Market Square Heroes
|"Market Square Heroes"|
|Single by Marillion|
|B-side||"Three Boats Down from the Candy" / "Grendel"|
|Released||25 October 1982 (UK)|
|Format||7", 12", picture disc|
|Recorded||Park Gate Studios, Battle, East Sussex, September/October 1982|
|Length||8:52 (7"), 26:07 (12")|
|Marillion singles chronology|
"Market Square Heroes" is the debut single of neo-progressive rock band Marillion, released in 1982 with "Three Boats Down from the Candy" as the B-side.
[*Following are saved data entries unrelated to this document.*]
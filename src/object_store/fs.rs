//! Filesystem-backed object store.
//!
//! Objects live at `<root>/<key>`. The content type given on `put` is kept
//! in a sidecar file under `<root>/.bizcard-meta/`, which is excluded from
//! listings; objects written by other tools fall back to extension-based
//! detection.

use anyhow::{Context, Result};
use async_trait::async_trait;
use chrono::{DateTime, Utc};
use std::path::{Path, PathBuf};
use walkdir::WalkDir;

use super::{
    detect_content_type, validate_key, ObjectData, ObjectMeta, ObjectResult, ObjectStore,
    ObjectStoreError,
};

const META_DIR: &str = ".bizcard-meta";

pub struct FsObjectStore {
    bucket: String,
    root: PathBuf,
}

impl FsObjectStore {
    pub fn new(bucket: String, root: PathBuf) -> Result<Self> {
        std::fs::create_dir_all(&root)
            .with_context(|| format!("Failed to create object store root: {}", root.display()))?;
        Ok(Self { bucket, root })
    }

    fn object_path(&self, key: &str) -> PathBuf {
        self.root.join(key)
    }

    fn meta_path(&self, key: &str) -> PathBuf {
        self.root.join(META_DIR).join(format!("{}.type", key))
    }

    async fn content_type_for(&self, key: &str) -> String {
        match tokio::fs::read_to_string(self.meta_path(key)).await {
            Ok(ct) if !ct.trim().is_empty() => ct.trim().to_string(),
            _ => detect_content_type(key),
        }
    }

    async fn meta_for(&self, key: &str, path: &Path) -> ObjectResult<ObjectMeta> {
        let md = match tokio::fs::metadata(path).await {
            Ok(md) if md.is_file() => md,
            Ok(_) => return Err(ObjectStoreError::NotFound(key.to_string())),
            Err(e) if e.kind() == std::io::ErrorKind::NotFound => {
                return Err(ObjectStoreError::NotFound(key.to_string()))
            }
            Err(e) => return Err(e.into()),
        };
        let last_modified: DateTime<Utc> = md
            .modified()
            .map(DateTime::<Utc>::from)
            .unwrap_or_else(|_| Utc::now());
        Ok(ObjectMeta {
            key: key.to_string(),
            size: md.len(),
            content_type: self.content_type_for(key).await,
            last_modified,
        })
    }
}

#[async_trait]
impl ObjectStore for FsObjectStore {
    fn bucket(&self) -> &str {
        &self.bucket
    }

    async fn put(&self, key: &str, bytes: Vec<u8>, content_type: &str) -> ObjectResult<ObjectMeta> {
        validate_key(key)?;
        let path = self.object_path(key);
        if let Some(parent) = path.parent() {
            tokio::fs::create_dir_all(parent).await?;
        }

        // Write to a temp file and rename, so readers never see a partial object.
        let tmp = path.with_extension(format!("tmp-{}", uuid::Uuid::new_v4()));
        tokio::fs::write(&tmp, &bytes).await?;
        tokio::fs::rename(&tmp, &path).await?;

        let meta_path = self.meta_path(key);
        if let Some(parent) = meta_path.parent() {
            tokio::fs::create_dir_all(parent).await?;
        }
        tokio::fs::write(&meta_path, content_type.as_bytes()).await?;

        self.meta_for(key, &path).await
    }

    async fn get(&self, key: &str) -> ObjectResult<ObjectData> {
        validate_key(key)?;
        let path = self.object_path(key);
        let meta = self.meta_for(key, &path).await?;
        let bytes = tokio::fs::read(&path).await?;
        Ok(ObjectData { meta, bytes })
    }

    async fn head(&self, key: &str) -> ObjectResult<ObjectMeta> {
        validate_key(key)?;
        self.meta_for(key, &self.object_path(key)).await
    }

    async fn list(&self, prefix: &str) -> ObjectResult<Vec<ObjectMeta>> {
        let root = self.root.clone();
        let prefix_owned = prefix.to_string();
        let keys = tokio::task::spawn_blocking(move || -> std::io::Result<Vec<String>> {
            let mut keys = Vec::new();
            for entry in WalkDir::new(&root).follow_links(false) {
                let entry = entry.map_err(std::io::Error::other)?;
                if !entry.file_type().is_file() {
                    continue;
                }
                let Ok(rel) = entry.path().strip_prefix(&root) else {
                    continue;
                };
                let key = rel
                    .components()
                    .map(|c| c.as_os_str().to_string_lossy())
                    .collect::<Vec<_>>()
                    .join("/");
                if key.starts_with(META_DIR) || key.contains(".tmp-") {
                    continue;
                }
                if key.starts_with(&prefix_owned) {
                    keys.push(key);
                }
            }
            keys.sort();
            Ok(keys)
        })
        .await
        .map_err(|e| ObjectStoreError::Request(e.to_string()))??;

        let mut objects = Vec::with_capacity(keys.len());
        for key in keys {
            let path = self.object_path(&key);
            objects.push(self.meta_for(&key, &path).await?);
        }
        Ok(objects)
    }
}

#[cfg(test)]
mod tests {
    use super::*;
    use tempfile::TempDir;

    #[tokio::test]
    async fn put_get_list_round_trip() {
        let tmp = TempDir::new().unwrap();
        let store = FsObjectStore::new("cards".into(), tmp.path().to_path_buf()).unwrap();

        store
            .put("bizcard-raw-img/a.jpg", b"aaa".to_vec(), "image/jpeg")
            .await
            .unwrap();
        store
            .put("bizcard-raw-img/b.png", b"bb".to_vec(), "image/png")
            .await
            .unwrap();
        store
            .put("other/c.bin", b"c".to_vec(), "application/x-custom")
            .await
            .unwrap();

        let data = store.get("bizcard-raw-img/a.jpg").await.unwrap();
        assert_eq!(data.bytes, b"aaa");
        assert_eq!(data.meta.content_type, "image/jpeg");

        let other = store.head("other/c.bin").await.unwrap();
        assert_eq!(other.content_type, "application/x-custom");

        let listed: Vec<String> = store
            .list("bizcard-raw-img/")
            .await
            .unwrap()
            .into_iter()
            .map(|m| m.key)
            .collect();
        assert_eq!(listed, vec!["bizcard-raw-img/a.jpg", "bizcard-raw-img/b.png"]);

        let folders = store.list_folders().await.unwrap();
        assert_eq!(folders, vec!["bizcard-raw-img", "other"]);
    }

    #[tokio::test]
    async fn missing_object_is_not_found() {
        let tmp = TempDir::new().unwrap();
        let store = FsObjectStore::new("cards".into(), tmp.path().to_path_buf()).unwrap();
        let err = store.get("bizcard-raw-img/nope.jpg").await.unwrap_err();
        assert!(matches!(err, ObjectStoreError::NotFound(_)));
        assert_eq!(err.status_code(), 404);
    }

    #[tokio::test]
    async fn traversal_keys_are_rejected() {
        let tmp = TempDir::new().unwrap();
        let store = FsObjectStore::new("cards".into(), tmp.path().to_path_buf()).unwrap();
        let err = store
            .put("../escape.jpg", b"x".to_vec(), "image/jpeg")
            .await
            .unwrap_err();
        assert_eq!(err.status_code(), 400);
    }
}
The 12" single included an additional track, the 17:15 minute long "Grendel", making it an EP in terms of overall length.
The A-side is an anthemic rock song whose lyric vaguely describes the rise of civil unrest under some charismatic leader in the face of increasing unemployment; the original title was "UB 2,000,001". According to Marillion's singer and lyricist Fish, the "market square hero" is a "would-be revolutionary with all the necessary charisma and presence of a leader without direction or goals, just a sense of frustration and anger". The track was the band's "first attempt at deliberately writing a hit record and a 'simple' rock song to juxtapose against our meandering but dynamic 'epics'."
Members of the band have attributed the inspiration behind the main character in the song lyrics to a person they knew in Aylesbury who went by the nickname of 'Brick'. In a 2009 interview, Mark Kelly stated: "I don't know whether Brick was a leftie, a militant or a skinhead but he was the inspiration for the character singing, "I'm a Market Square Hero" Fish made reference to this theme and introduced Brick as a "leftie hero" before he performed the song with his former Marillion bandmates in Aylesbury at the 'Hobble on the Cobbles' concert in 2007. Brick died in 2011.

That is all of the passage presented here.